[Toybox] [PATCH] seq: fast path for integers.

Sat Dec 12 04:07:55 PST 2020

On 12/11/20 1:26 PM, enh via Toybox wrote:
> The question "why do we have setlinebuf(stdout)?" came up on the list
> recently, and by strange coincidence here it is causing more trouble:
> performance rather than usability this time. Just removing the line
> buffering alone results in a significant speedup.

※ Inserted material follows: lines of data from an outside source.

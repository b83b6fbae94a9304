extern crate log as glog;

// Raven Engine APIs
use raven_core::log;
use raven_core::console;

use raven_rg::{Device, ExecuteParams, Executor, MsaaSamples, RenderGraphConfig};

mod user;
pub mod prelude;

pub use user::App;

/// Global engine context to have control on engine on user side.
pub struct EngineContext<D: Device> {
    app: Box<dyn App<D>>,
    executor: Executor<D>,
    params: ExecuteParams,
    frames: u32,
}

impl<D: Device> EngineContext<D> {
    #[inline]
    pub fn executor(&self) -> &Executor<D> {
        &self.executor
    }

    #[inline]
    pub fn params(&self) -> &ExecuteParams {
        &self.params
    }
}

/// Initialize raven engine.
pub fn init<D: Device>(mut app: Box<dyn App<D>>, device: D) -> anyhow::Result<EngineContext<D>> {
    let console_var = console::from_args()?;

    log::init_log(log::LogConfig {
        level: console_var.level,
        log_file: console_var.log_file.clone(),
    })?;

    let config = RenderGraphConfig {
        culling: console_var.culling,
        async_compute: console_var.async_compute,
        log_schedule: console_var.level >= log::LevelFilter::Trace,
    };

    let params = ExecuteParams {
        rendering_width: console_var.width,
        rendering_height: console_var.height,
        // validated by the console
        msaa_samples: MsaaSamples::from_count(console_var.msaa).unwrap_or_default(),
    };

    app.init(&params)?;

    glog::trace!("Raven Engine initialized with {:?}", config);
    Ok(EngineContext {
        app,
        executor: Executor::new(device, config),
        params,
        frames: console_var.frames,
    })
}

/// Render the requested number of frames.
///
/// A dropped frame is logged and the next one starts from a fresh render graph.
pub fn main_loop<D: Device>(engine_context: &mut EngineContext<D>) {
    glog::trace!("Begin main loop.");
    let EngineContext {
        app,
        executor,
        params,
        frames,
    } = engine_context;
    let params: &ExecuteParams = params;

    let mut dropped = 0;
    for _ in 0..*frames {
        let frame_index = executor.frame_index();

        if let Err(err) = executor.run_frame(params, |rg| app.prepare_frame(rg, params)) {
            glog::error!("Frame {} is not rendered: {:?}", frame_index, err);
            dropped += 1;
        }
    }

    let stats = executor.cache_stats();
    glog::info!("Rendered {} frames ({} dropped), transient cache hits {} misses {}",
        frames, dropped, stats.hits, stats.misses);
    glog::trace!("Exit main loop successfully!");
}

/// Shutdown raven engine.
pub fn shutdown<D: Device>(engine_context: EngineContext<D>) -> D {
    let EngineContext { mut app, executor, .. } = engine_context;

    app.shutdown();
    let device = executor.shutdown();

    glog::trace!("Raven Engine shutdown.");
    device
}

I have a pending change to NOT line buffer by default, and add a TOYFLAG_LINEBUF
to request that in a command's toyflags. I haven't pulled the trigger on it
because I don't want to screw up AOSP performance without warning you, but it
seems the right thing to do?

If your patch is yanking setlinebuf() globally, then my patch seems the right
way to do that. :)

> The switch to use %lld rather than %f in obvious cases is another major
> speedup.

I had not realized this command was performance critical. (If so, it seems like
BLOCK buffering is what we want, and possibly the easy thing to do there is use
toybuf as the output buffer...)

> Calling strlen() once on TT.s and using fwrite() rather than using
> printf() every time wouldn't be noticeable if the other two issues
> weren't fixed, but is a decent chunk of the remaining time at this point.

Lemme take a look...

$ time toybox seq 1 10000000 > /dev/null
real	0m7.484s
user	0m5.008s
sys	0m2.420s
$ time seq 1 10000000 > /dev/null
real	0m0.139s
user	0m0.124s
sys	0m0.012s

Yeah, that's significant. But your patch breaks a test:

FAIL: seq padding
echo -ne '' | seq -s, -w -2 19 120

--- expected	2020-12-11 23:22:18.577933444 -0600
+++ actual	2020-12-11 23:22:18.577933444 -0600
@@ -1 +1 @@
--02,017,036,055,074,093,112
+-2,17,36,55,74,93,112

> +  // Can we avoid %f and just use printf("%lld") for a 10x speedup?
> +  incrementl = increment;
> +  firstl = first;
> +  lastl = last;
> +  easy = incrementl==increment && firstl==first && lastl==last && !FLAG(f) &&
> +    !TT.precision;

How does this differ from just !FLAG(f) && !TT.precision? What do those
assignments and comparisons do? (A range check to see if it fits in "int"?
Shouldn't 64 bit processors be just as fast with "long"?) Maybe...

$ toybox seq 1.e3 | wc -l
1000

No, that's still  integer. And debian seems to have changed the "seq 1.0e3"
upstream behavior, and seq 0 1.111111e3 10000" too. Grrr, moving target. (No,
posix never mentions ANY of this, why would it?)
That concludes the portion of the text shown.